In the "analytic picture offered by the cognitive sciences, the world consists of separate objects and states of affairs, the human mind is a determinate machine which, in order to know, isolates and identifies those objects and events, finds the simplest possible predictive contingencies between them, stores the results through time in memory, relates the items in memory to each other such that they form a coherent but indirect representation of the world and oneself, and retrieves those representations in order to fulfill the only originating value, which is to survive and reproduce in an evolutionarily successful manner."

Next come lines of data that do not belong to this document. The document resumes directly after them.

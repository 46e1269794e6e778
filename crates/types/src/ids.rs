//! Composite identifiers.
//!
//! ```text
//! projectId = "{source}:{projectKey}"
//! sessionId = "{source}:{projectKey}:{sessionKey}"
//! ```
//!
//! The project key never contains `:`. Everything after the second colon is
//! the session key, verbatim, so session keys may themselves contain `:`.

use std::fmt;
use std::str::FromStr;

use serde::{Deserialize, Serialize};
use thiserror::Error;
use ts_rs::TS;

/// The agent CLIs whose transcripts can be ingested.
#[derive(Debug, Clone, Copy, PartialEq, Eq, Hash, PartialOrd, Ord, Serialize, Deserialize, TS)]
#[cfg_attr(feature = "codegen", ts(export, export_to = "../../../viewer/src/types/generated/"))]
#[serde(rename_all = "lowercase")]
pub enum SourceKind {
    Claude,
    Codex,
    Gemini,
    Cursor,
    Opencode,
}

impl SourceKind {
    pub const ALL: [SourceKind; 5] = [
        SourceKind::Claude,
        SourceKind::Codex,
        SourceKind::Gemini,
        SourceKind::Cursor,
        SourceKind::Opencode,
    ];

    pub fn as_str(&self) -> &'static str {
        match self {
            SourceKind::Claude => "claude",
            SourceKind::Codex => "codex",
            SourceKind::Gemini => "gemini",
            SourceKind::Cursor => "cursor",
            SourceKind::Opencode => "opencode",
        }
    }
}

impl fmt::Display for SourceKind {
    fn fmt(&self, f: &mut fmt::Formatter<'_>) -> fmt::Result {
        f.write_str(self.as_str())
    }
}

impl FromStr for SourceKind {
    type Err = IdParseError;

    fn from_str(s: &str) -> Result<Self, Self::Err> {
        match s {
            "claude" => Ok(SourceKind::Claude),
            "codex" => Ok(SourceKind::Codex),
            "gemini" => Ok(SourceKind::Gemini),
            "cursor" => Ok(SourceKind::Cursor),
            "opencode" => Ok(SourceKind::Opencode),
            "" => Err(IdParseError::MissingSource),
            other => Err(IdParseError::UnknownSource(other.to_string())),
        }
    }
}

/// Errors produced when parsing a composite identifier.
#[derive(Debug, Clone, PartialEq, Eq, Error)]
pub enum IdParseError {
    #[error("Identifier has no source prefix")]
    MissingSource,

    #[error("Unknown source: {0}")]
    UnknownSource(String),

    #[error("Identifier has no project key: {0}")]
    MissingProjectKey(String),

    #[error("Identifier has no session key: {0}")]
    MissingSessionKey(String),
}

/// `{source}:{projectKey}`
#[derive(Debug, Clone, PartialEq, Eq, Hash, PartialOrd, Ord)]
pub struct ProjectId {
    pub source: SourceKind,
    pub key: String,
}

impl ProjectId {
    pub fn new(source: SourceKind, key: impl Into<String>) -> Self {
        Self {
            source,
            key: key.into(),
        }
    }
}

impl fmt::Display for ProjectId {
    fn fmt(&self, f: &mut fmt::Formatter<'_>) -> fmt::Result {
        write!(f, "{}:{}", self.source, self.key)
    }
}

impl FromStr for ProjectId {
    type Err = IdParseError;

    fn from_str(s: &str) -> Result<Self, Self::Err> {
        let (source, key) = s
            .split_once(':')
            .ok_or_else(|| IdParseError::MissingProjectKey(s.to_string()))?;
        let source = source.parse()?;
        if key.is_empty() || key.contains(':') {
            return Err(IdParseError::MissingProjectKey(s.to_string()));
        }
        Ok(Self::new(source, key))
    }
}

/// `{source}:{projectKey}:{sessionKey}`
#[derive(Debug, Clone, PartialEq, Eq, Hash, PartialOrd, Ord)]
pub struct SessionId {
    pub source: SourceKind,
    pub project_key: String,
    pub session_key: String,
}

impl SessionId {
    pub fn new(
        source: SourceKind,
        project_key: impl Into<String>,
        session_key: impl Into<String>,
    ) -> Self {
        Self {
            source,
            project_key: project_key.into(),
            session_key: session_key.into(),
        }
    }

    pub fn project(&self) -> ProjectId {
        ProjectId::new(self.source, self.project_key.clone())
    }
}

impl fmt::Display for SessionId {
    fn fmt(&self, f: &mut fmt::Formatter<'_>) -> fmt::Result {
        write!(f, "{}:{}:{}", self.source, self.project_key, self.session_key)
    }
}

impl FromStr for SessionId {
    type Err = IdParseError;

    fn from_str(s: &str) -> Result<Self, Self::Err> {
        let mut parts = s.splitn(3, ':');
        let source = parts.next().unwrap_or_default().parse()?;
        let project_key = match parts.next() {
            Some(k) if !k.is_empty() => k,
            _ => return Err(IdParseError::MissingProjectKey(s.to_string())),
        };
        let session_key = match parts.next() {
            Some(k) if !k.is_empty() => k,
            _ => return Err(IdParseError::MissingSessionKey(s.to_string())),
        };
        Ok(Self::new(source, project_key, session_key))
    }
}

macro_rules! string_serde {
    ($ty:ty) => {
        impl Serialize for $ty {
            fn serialize<S: serde::Serializer>(&self, serializer: S) -> Result<S::Ok, S::Error> {
                serializer.collect_str(self)
            }
        }

        impl<'de> Deserialize<'de> for $ty {
            fn deserialize<D: serde::Deserializer<'de>>(deserializer: D) -> Result<Self, D::Error> {
                let raw = String::deserialize(deserializer)?;
                raw.parse().map_err(serde::de::Error::custom)
            }
        }
    };
}

string_serde!(ProjectId);
string_serde!(SessionId);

By Contrast, "primary knowing" arises by means of "interconnected wholes, rather than isolated contingent parts and by means of timeless, direct, presentation" rather than through stored "re-presentation." "Such knowing is open rather than determinate, and a sense of unconditional value, rather than conditional usefulness, is an inherent part of the act of knowing itself," said Rosch. Acting from such awareness is "spontaneous, rather than the result of decision making," and it is "compassionate... since it is based on wholes larger than the self."
As Rosch told Otto, all these attributes--timeless, direct, spontaneous, open, unconditional value, and compassionate--go together as one thing. That one thing is what some in Tibetan Buddhism call "the natural state" and what Taoism calls "the Source."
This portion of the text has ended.